All right, if you don’t believe me, go to the Aussie cookery website, “BestRecipes”, http://www.bestrecipes.com.au and click on the thing top right which looks like a magnifying glass. (Revamped web page suffering from the usual malaise spread by pointy-headed IT nerds: very hard to see how to search it). After you’ve clicked, the search box will come up. The search engine is complete crap, it will find everything indexed as either cheese or macaroni in response to “macaroni cheese”, but at least it seems (no guarantees) to put the relevant items first.
   The modern Antipodean cook has done her best to give her version of the stand-by a unique touch: so we get “oldsheila”, a longstanding contributor and a great home cook, adding bacon, onion, garlic and some potato to her macaroni, tasty cheese and cream mixture, “Swiss Macaroni”. –Fascinating to see this linguistic usage, actually. English-language cookery books of the end of the 19th and the first half of the 20th century often call a dish “Swiss” if it features dairy products. As here, it certainly doesn’t have to be a Swiss cheese!

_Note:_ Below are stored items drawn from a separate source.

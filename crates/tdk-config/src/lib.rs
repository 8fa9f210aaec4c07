//! Layered configuration for the transcript pipeline.
//!
//! YAML files merge in order (later overrides earlier), the merged document is
//! canonicalised (sorted keys, compact JSON) and SHA-256 hashed so two
//! processes can assert they run the same configuration, and a typed view is
//! deserialised from the merged JSON.
//!
//! Secrets never live in YAML: config stores env var NAMES only, resolved once
//! at startup (see [`secrets`]).

use anyhow::{Context, Result};
use serde_json::Value;
use sha2::{Digest, Sha256};
use std::fs;

pub mod secrets;
pub mod typed;

pub use secrets::{resolve_secrets, ResolvedSecrets};
pub use typed::PipelineConfig;

/// Load + merge YAML files in order, canonicalise to JSON, hash, and
/// deserialise the typed pipeline view.
pub fn load_layered_yaml(paths: &[&str]) -> Result<LoadedConfig> {
    let mut merged = Value::Object(Default::default());

    for p in paths {
        let s = fs::read_to_string(p).with_context(|| format!("read config: {p}"))?;
        let yaml_val: serde_yaml::Value =
            serde_yaml::from_str(&s).with_context(|| format!("parse yaml: {p}"))?;
        let json_val = serde_json::to_value(yaml_val).context("yaml->json conversion failed")?;
        deep_merge(&mut merged, json_val);
    }

    let canonical = canonicalize_json(&merged);

    let mut hasher = Sha256::new();
    hasher.update(canonical.as_bytes());
    let hash = hex::encode(hasher.finalize());

    let pipeline =
        PipelineConfig::from_value(&merged).context("typed pipeline config invalid")?;

    Ok(LoadedConfig {
        config_json: merged,
        canonical_json: canonical,
        config_hash: hash,
        pipeline,
    })
}

#[derive(Debug, Clone)]
pub struct LoadedConfig {
    /// Merged raw document (env var names, untyped extension sections).
    pub config_json: Value,
    /// Canonical compact JSON with sorted keys — the hashed bytes.
    pub canonical_json: String,
    /// Hex SHA-256 of `canonical_json`.
    pub config_hash: String,
    /// Typed view used by the daemon and workers.
    pub pipeline: PipelineConfig,
}

/// Deep-merge: objects merge recursively; arrays replaced; scalars overwritten.
fn deep_merge(dst: &mut Value, src: Value) {
    match (dst, src) {
        (Value::Object(dst_map), Value::Object(src_map)) => {
            for (k, v) in src_map {
                match dst_map.get_mut(&k) {
                    Some(existing) => deep_merge(existing, v),
                    None => {
                        dst_map.insert(k, v);
                    }
                }
            }
        }
        (dst_slot, src_val) => {
            *dst_slot = src_val;
        }
    }
}

/// Canonicalize JSON by sorting all object keys recursively and emitting
/// compact JSON. Key order is the only non-determinism in serde_json maps, so
/// sorting makes the hash stable across merge orders that produce the same
/// document.
fn canonicalize_json(v: &Value) -> String {
    let sorted = sort_keys(v);
    serde_json::to_string(&sorted).expect("json serialization must not fail")
}

fn sort_keys(v: &Value) -> Value {
    match v {
        Value::Object(map) => {
            let mut keys: Vec<_> = map.keys().cloned().collect();
            keys.sort();
            let mut new = serde_json::Map::new();
            for k in keys {
                new.insert(k.clone(), sort_keys(&map[&k]));
            }
            Value::Object(new)
        }
        Value::Array(arr) => Value::Array(arr.iter().map(sort_keys).collect()),
        _ => v.clone(),
    }
}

    Bacon turns up again in “Macaroni Cheese” from “Mrs Tempest”, together with both Parmesan and tasty cheese, in a white sauce made with both cream and milk. “Mum’s Macaroni Cheese” by “bumble_kat” includes onion but otherwise it’s the completely basic modern version, unspecified “cheese” in sauce mixed with the pasta. I’m sure she’s right, and it is yummy, too!
    There are many other variations—one with tomatoes is almost solid mozzarella (must be an affluent family). Some make an effort to get some fibre in and include vegetables. One recipe I can’t even look at, the title’s more than enough, has apparently got shrimps. (Gulp.) All the variations you can imagine and some you couldn’t, in fact!
    Don’t get me wrong, I’m a fan of macaroni and cheese, but do yourself a huge favour and eat it with a large helping of plain steamed broccoli or something equally fibrous and green.

   Yes, Isabella, cheese is still being added to macaroni in the 21st century—though I dunno that you’d recognise the results!